→ **PROBLEM**
Return the following from the records below: each line, word for word, starting with the line that contains "let ids: Vec<&str>" and going on through the line that contains "async fn dashboard_lists_entities_fund_and_readings()", with nothing outside that range.

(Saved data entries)
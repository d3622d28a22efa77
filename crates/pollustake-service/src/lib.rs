#![deny(unsafe_code)]

use axum::extract::{Path, Query, State};
use axum::http::StatusCode;
use axum::response::{IntoResponse, Response};
use axum::routing::get;
use axum::{Json, Router};
use chrono::{DateTime, Utc};
use pollustake_adapters::{RandomWalkSensorFeed, SimulatorProfile, TrendForecastOracle};
use pollustake_core::{
    audit_ledger, ComplianceError, ComplianceMonitor, Entity, EntityId, EntityRegistry, FeedError,
    ForecastLogEntry, ForecastOracle, MonitorConfig, NewEntity, QueryWindow, Reading, SensorFeed,
    SlashEvent, StateStore, StorageConfig, StoreError,
};
use serde::{Deserialize, Serialize};
use std::sync::Arc;
use thiserror::Error;
use tower_http::trace::TraceLayer;

/// Readings returned per entity by the dashboard endpoint.
pub const DASHBOARD_HISTORY_LENGTH: usize = 50;

#[derive(Debug, Clone)]
pub struct ServiceConfig {
    pub storage: StorageConfig,
    pub monitor: MonitorConfig,
    pub lookback: usize,
    pub forecast_alert_threshold: f64,
    /// Seed for the sensor simulator; `None` draws from OS entropy.
    pub feed_seed: Option<u64>,
}

impl Default for ServiceConfig {
    fn default() -> Self {
        Self {
            storage: StorageConfig::Memory,
            monitor: MonitorConfig::default(),
            lookback: TrendForecastOracle::DEFAULT_LOOKBACK,
            forecast_alert_threshold: TrendForecastOracle::DEFAULT_ALERT_THRESHOLD,
            feed_seed: None,
        }
    }
}

/// Demo facilities registered at startup together with their emission profile.
pub fn seed_entities() -> Vec<(NewEntity, SimulatorProfile)> {
    vec![
        (
            NewEntity::new("factory-001", "Bhilai Steel Plant", 100)
                .with_location("Bhilai, Chhattisgarh"),
            SimulatorProfile::steel_plant(),
        ),
        (
            NewEntity::new("factory-002", "Durg Cement Works", 75)
                .with_location("Durg, Chhattisgarh"),
            SimulatorProfile::cement_works(),
        ),
    ]
}

#[derive(Clone)]
pub struct ServiceState {
    pub store: Arc<dyn StateStore>,
    pub monitor: Arc<ComplianceMonitor>,
}

impl ServiceState {
    /// Connect storage, seed the demo entities and assemble the monitor.
    pub async fn bootstrap(config: ServiceConfig) -> Result<Self, ServiceError> {
        let store = config.storage.connect().await?;

        let seeds = seed_entities();
        let feed = seeds.iter().try_fold(
            RandomWalkSensorFeed::new(config.feed_seed),
            |feed, (entity, profile)| feed.with_profile(entity.id.clone(), *profile),
        )?;
        let oracle = TrendForecastOracle::new(config.lookback, config.forecast_alert_threshold);
        let entities = seeds.into_iter().map(|(entity, _)| entity);

        Self::assemble(
            store,
            Arc::new(feed),
            Arc::new(oracle),
            entities,
            config.monitor,
        )
        .await
    }

    /// Build the service around explicit collaborators.
    pub async fn assemble(
        store: Arc<dyn StateStore>,
        feed: Arc<dyn SensorFeed>,
        oracle: Arc<dyn ForecastOracle>,
        entities: impl IntoIterator<Item = NewEntity>,
        monitor_config: MonitorConfig,
    ) -> Result<Self, ServiceError> {
        let registry = EntityRegistry::seed(store.as_ref(), entities).await?;
        let monitor = ComplianceMonitor::new(store.clone(), feed, oracle, registry, monitor_config)?;
        Ok(Self {
            store,
            monitor: Arc::new(monitor),
        })
    }
}

pub fn build_router(state: ServiceState) -> Router {
    Router::new()
        .route("/v1/health", get(health))
        .route("/v1/dashboard", get(dashboard))
        .route("/v1/forecast/:entity_id", get(latest_forecast))
        .route("/v1/slash-events", get(list_slash_events))
        .layer(TraceLayer::new_for_http())
        .with_state(state)
}

#[derive(Debug, Error)]
pub enum ServiceError {
    #[error("compliance core error: {0}")]
    Core(#[from] ComplianceError),
    #[error("storage error: {0}")]
    Store(#[from] StoreError),
    #[error("sensor feed error: {0}")]
    Feed(#[from] FeedError),
}

#[derive(Debug, Error)]
pub enum ApiError {
    #[error("{message}")]
    Http { status: StatusCode, message: String },
    #[error(transparent)]
    Store(#[from] StoreError),
    #[error(transparent)]
    Core(#[from] ComplianceError),
}

impl ApiError {
    fn not_found(message: impl Into<String>) -> Self {
        Self::Http {
            status: StatusCode::NOT_FOUND,
            message: message.into(),
        }
    }

    fn bad_request(message: impl Into<String>) -> Self {
        Self::Http {
            status: StatusCode::BAD_REQUEST,
            message: message.into(),
        }
    }
}

fn store_status(err: &StoreError) -> StatusCode {
    match err {
        StoreError::NotFound(_) => StatusCode::NOT_FOUND,
        StoreError::InvalidInput(_) => StatusCode::BAD_REQUEST,
        StoreError::Backend(_) => StatusCode::SERVICE_UNAVAILABLE,
        StoreError::InvariantViolation(_) | StoreError::Schema(_) => {
            StatusCode::INTERNAL_SERVER_ERROR
        }
    }
}

impl IntoResponse for ApiError {
    fn into_response(self) -> Response {
        let status = match &self {
            ApiError::Http { status, .. } => *status,
            ApiError::Store(err) => store_status(err),
            ApiError::Core(ComplianceError::Store(err)) => store_status(err),
            ApiError::Core(ComplianceError::Validation(_)) => StatusCode::BAD_REQUEST,
            ApiError::Core(ComplianceError::EntityNotFound(_)) => StatusCode::NOT_FOUND,
            ApiError::Core(_) => StatusCode::INTERNAL_SERVER_ERROR,
        };
        (status, Json(serde_json::json!({ "error": self.to_string() }))).into_response()
    }
}

#[derive(Debug, Clone, Serialize)]
struct HealthResponse {
    status: &'static str,
    service: &'static str,
    storage_backend: &'static str,
    cycles_completed: u64,
    entities_monitored: usize,
    ledger_conserved: Option<bool>,
}

async fn health(State(state): State<ServiceState>) -> Json<HealthResponse> {
    let ledger_conserved = audit_ledger(state.store.as_ref())
        .await
        .map(|audit| audit.is_consistent())
        .ok();
    let status = match ledger_conserved {
        Some(true) => "ok",
        _ => "degraded",
    };
    Json(HealthResponse {
        status,
        service: "pollustake-service",
        storage_backend: state.store.backend_label(),
        cycles_completed: state.monitor.cycles_completed(),
        entities_monitored: state.monitor.registry().len(),
        ledger_conserved,
    })
}

#[derive(Debug, Clone, Serialize, Deserialize)]
pub struct EntityView {
    #[serde(flatten)]
    pub entity: Entity,
    pub recent_readings: Vec<Reading>,
}

#[derive(Debug, Clone, Serialize, Deserialize)]
pub struct DashboardResponse {
    pub generated_at: DateTime<Utc>,
    pub admin_fund_balance: u64,
    pub entities: Vec<EntityView>,
}

async fn dashboard(State(state): State<ServiceState>) -> Result<Json<DashboardResponse>, ApiError> {
    let fund = state.store.protocol_fund().await?;
    let mut entities = Vec::new();
    for entity in state.store.list_entities().await? {
        let recent_readings = state
            .store
            .recent_readings(&entity.id, DASHBOARD_HISTORY_LENGTH)
            .await?;
        entities.push(EntityView {
            entity,
            recent_readings,
        });
    }

    Ok(Json(DashboardResponse {
        generated_at: Utc::now(),
        admin_fund_balance: fund.admin_fund_balance,
        entities,
    }))
}

async fn latest_forecast(
    State(state): State<ServiceState>,
    Path(entity_id): Path<String>,
) -> Result<Json<ForecastLogEntry>, ApiError> {
    let entity_id = EntityId::new(entity_id);
    if state.store.get_entity(&entity_id).await?.is_none() {
        return Err(ApiError::not_found(format!("entity '{entity_id}' not found")));
    }
    state
        .store
        .latest_forecast(&entity_id)
        .await?
        .map(Json)
        .ok_or_else(|| ApiError::not_found(format!("no forecast recorded for '{entity_id}'")))
}

#[derive(Debug, Clone, Deserialize)]
struct SlashEventsQuery {
    entity_id: Option<String>,
    limit: Option<usize>,
    offset: Option<usize>,
}

#[derive(Debug, Clone, Serialize, Deserialize)]
pub struct SlashEventsResponse {
    pub returned: usize,
    pub items: Vec<SlashEvent>,
}

async fn list_slash_events(
    State(state): State<ServiceState>,
    Query(query): Query<SlashEventsQuery>,
) -> Result<Json<SlashEventsResponse>, ApiError> {
    let entity_id = match query.entity_id.as_deref().map(str::trim) {
        Some("") => return Err(ApiError::bad_request("entity_id must not be empty")),
        Some(id) => Some(EntityId::new(id)),
        None => None,
    };
    let limit = query.limit.unwrap_or(100);
    if limit == 0 || limit > 1000 {
        return Err(ApiError::bad_request(format!(
            "invalid limit {limit}; expected 1..=1000"
        )));
    }

    let items = state
        .store
        .list_slash_events(
            entity_id.as_ref(),
            QueryWindow {
                limit,
                offset: query.offset.unwrap_or(0),
            },
        )
        .await?;

    Ok(Json(SlashEventsResponse {
        returned: items.len(),
        items,
    }))
}

#[cfg(test)]
mod tests {
    use super::*;
    use axum::body::{to_bytes, Body};
    use axum::http::Request;
    use pollustake_core::{
        FeedError, Forecast, InMemoryStateStore, OracleError, SensorSample, SlashTrigger,
    };
    use tower::ServiceExt;

    struct ConstantFeed(f64);

    #[async_trait::async_trait]
    impl SensorFeed for ConstantFeed {
        async fn next_reading(&self, _entity_id: &EntityId) -> Result<SensorSample, FeedError> {
            Ok(SensorSample::new(self.0, 4.0, 9.0))
        }
    }

    struct AlertOracle;

    #[async_trait::async_trait]
    impl ForecastOracle for AlertOracle {
        fn lookback(&self) -> usize {
            1
        }

        async fn predict_breach(&self, _history: &[Reading]) -> Result<Forecast, OracleError> {
            Ok(Forecast {
                breach_predicted: true,
                predicted_value: 171.25,
            })
        }
    }

    async fn state_with_feed(pm2_5: f64) -> ServiceState {
        ServiceState::assemble(
            Arc::new(InMemoryStateStore::new()),
            Arc::new(ConstantFeed(pm2_5)),
            Arc::new(AlertOracle),
            seed_entities().into_iter().map(|(entity, _)| entity),
            MonitorConfig::default(),
        )
        .await
        .unwrap()
    }

    async fn get_json(app: Router, uri: &str) -> (StatusCode, serde_json::Value) {
        let response = app
            .oneshot(Request::builder().uri(uri).body(Body::empty()).unwrap())
            .await
            .unwrap();
        let status = response.status();
        let bytes = to_bytes(response.into_body(), usize::MAX).await.unwrap();
        (status, serde_json::from_slice(&bytes).unwrap())
    }

    #[tokio::test]
    async fn bootstrap_seeds_entities_with_memory_storage() {
        let state = ServiceState::bootstrap(ServiceConfig {
            feed_seed: Some(42),
            ..ServiceConfig::default()
        })
        .await
        .unwrap();

        let entities = state.store.list_entities().await.unwrap();
        let ids: Vec<&str> = entities.iter().map(|e| e.id.as_str()).collect();
        assert_eq!(ids, vec!["factory-001", "factory-002"]);
        assert_eq!(entities[1].stake_balance, 75);
        assert_eq!(state.monitor.lookback(), 10);

        let report = state.monitor.run_cycle().await;
        assert!(report.is_clean());
        assert_eq!(report.outcomes.len(), 2);
    }

    #[tokio::test]
    async fn health_reports_conserved_ledger() {
        let state = state_with_feed(250.0).await;
        state.monitor.run_cycle().await;

        let (status, body) = get_json(build_router(state), "/v1/health").await;

        assert_eq!(status, StatusCode::OK);
        assert_eq!(body["status"], "ok");
        assert_eq!(body["storage_backend"], "memory");
        assert_eq!(body["ledger_conserved"], true);
        assert_eq!(body["cycles_completed"], 1);
        assert_eq!(body["entities_monitored"], 2);
    }

    #[tokio::test]
    async fn dashboard_lists_entities_fund_and_readings() {
        let state = state_with_feed(250.0).await;
        state.monitor.run_cycle().await;
        state.monitor.run_cycle().await;

        let (status, body) = get_json(build_router(state), "/v1/dashboard").await;

        assert_eq!(status, StatusCode::OK);
        assert_eq!(body["admin_fund_balance"], 40);
        let entities = body["entities"].as_array().unwrap();
        assert_eq!(entities.len(), 2);
        assert_eq!(entities[0]["id"], "factory-001");
        assert_eq!(entities[0]["status"], "PENALTY");
        assert_eq!(entities[0]["stake_balance"], 80);
        assert_eq!(entities[0]["recent_readings"].as_array().unwrap().len(), 2);
    }

    #[tokio::test]
    async fn forecast_endpoint_returns_latest_or_404() {
        let state = state_with_feed(120.0).await;
        let app = build_router(state.clone());

        let (status, _) = get_json(app.clone(), "/v1/forecast/factory-001").await;
        assert_eq!(status, StatusCode::NOT_FOUND);

        state.monitor.run_cycle().await;
        let (status, body) = get_json(app.clone(), "/v1/forecast/factory-001").await;
        assert_eq!(status, StatusCode::OK);
        assert_eq!(body["breach_predicted"], true);
        assert_eq!(body["predicted_value"], 171.25);

        let (status, body) = get_json(app, "/v1/forecast/factory-999").await;
        assert_eq!(status, StatusCode::NOT_FOUND);
        assert!(body["error"].as_str().unwrap().contains("factory-999"));
    }

    #[tokio::test]
    async fn slash_events_filter_by_entity_newest_first() {
        let state = state_with_feed(250.0).await;
        state.monitor.run_cycle().await;
        state.monitor.run_cycle().await;
        state
            .monitor
            .ledger()
            .slash_with_trigger(
                &EntityId::new("factory-002"),
                "manual review",
                SlashTrigger::Manual,
            )
            .await
            .unwrap();
        let app = build_router(state);

        let (status, body) =
            get_json(app.clone(), "/v1/slash-events?entity_id=factory-002&limit=2").await;
        assert_eq!(status, StatusCode::OK);
        assert_eq!(body["returned"], 2);
        assert_eq!(body["items"][0]["triggered_by"], "MANUAL");
        assert_eq!(body["items"][0]["entity_id"], "factory-002");

        let (status, body) = get_json(app.clone(), "/v1/slash-events").await;
        assert_eq!(status, StatusCode::OK);
        assert_eq!(body["returned"], 5);

        let (status, _) = get_json(app, "/v1/slash-events?limit=0").await;
        assert_eq!(status, StatusCode::BAD_REQUEST);
    }
}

→ **WRITTEN ANSWER**
        let ids: Vec<&str> = entities.iter().map(|e| e.id.as_str()).collect();
        assert_eq!(ids, vec!["factory-001", "factory-002"]);
        assert_eq!(entities[1].stake_balance, 75);
        assert_eq!(state.monitor.lookback(), 10);

        let report = state.monitor.run_cycle().await;
        assert!(report.is_clean());
        assert_eq!(report.outcomes.len(), 2);
    }

    #[tokio::test]
    async fn health_reports_conserved_ledger() {
        let state = state_with_feed(250.0).await;
        state.monitor.run_cycle().await;

        let (status, body) = get_json(build_router(state), "/v1/health").await;

        assert_eq!(status, StatusCode::OK);
        assert_eq!(body["status"], "ok");
        assert_eq!(body["storage_backend"], "memory");
        assert_eq!(body["ledger_conserved"], true);
        assert_eq!(body["cycles_completed"], 1);
        assert_eq!(body["entities_monitored"], 2);
    }

    #[tokio::test]
    async fn dashboard_lists_entities_fund_and_readings() {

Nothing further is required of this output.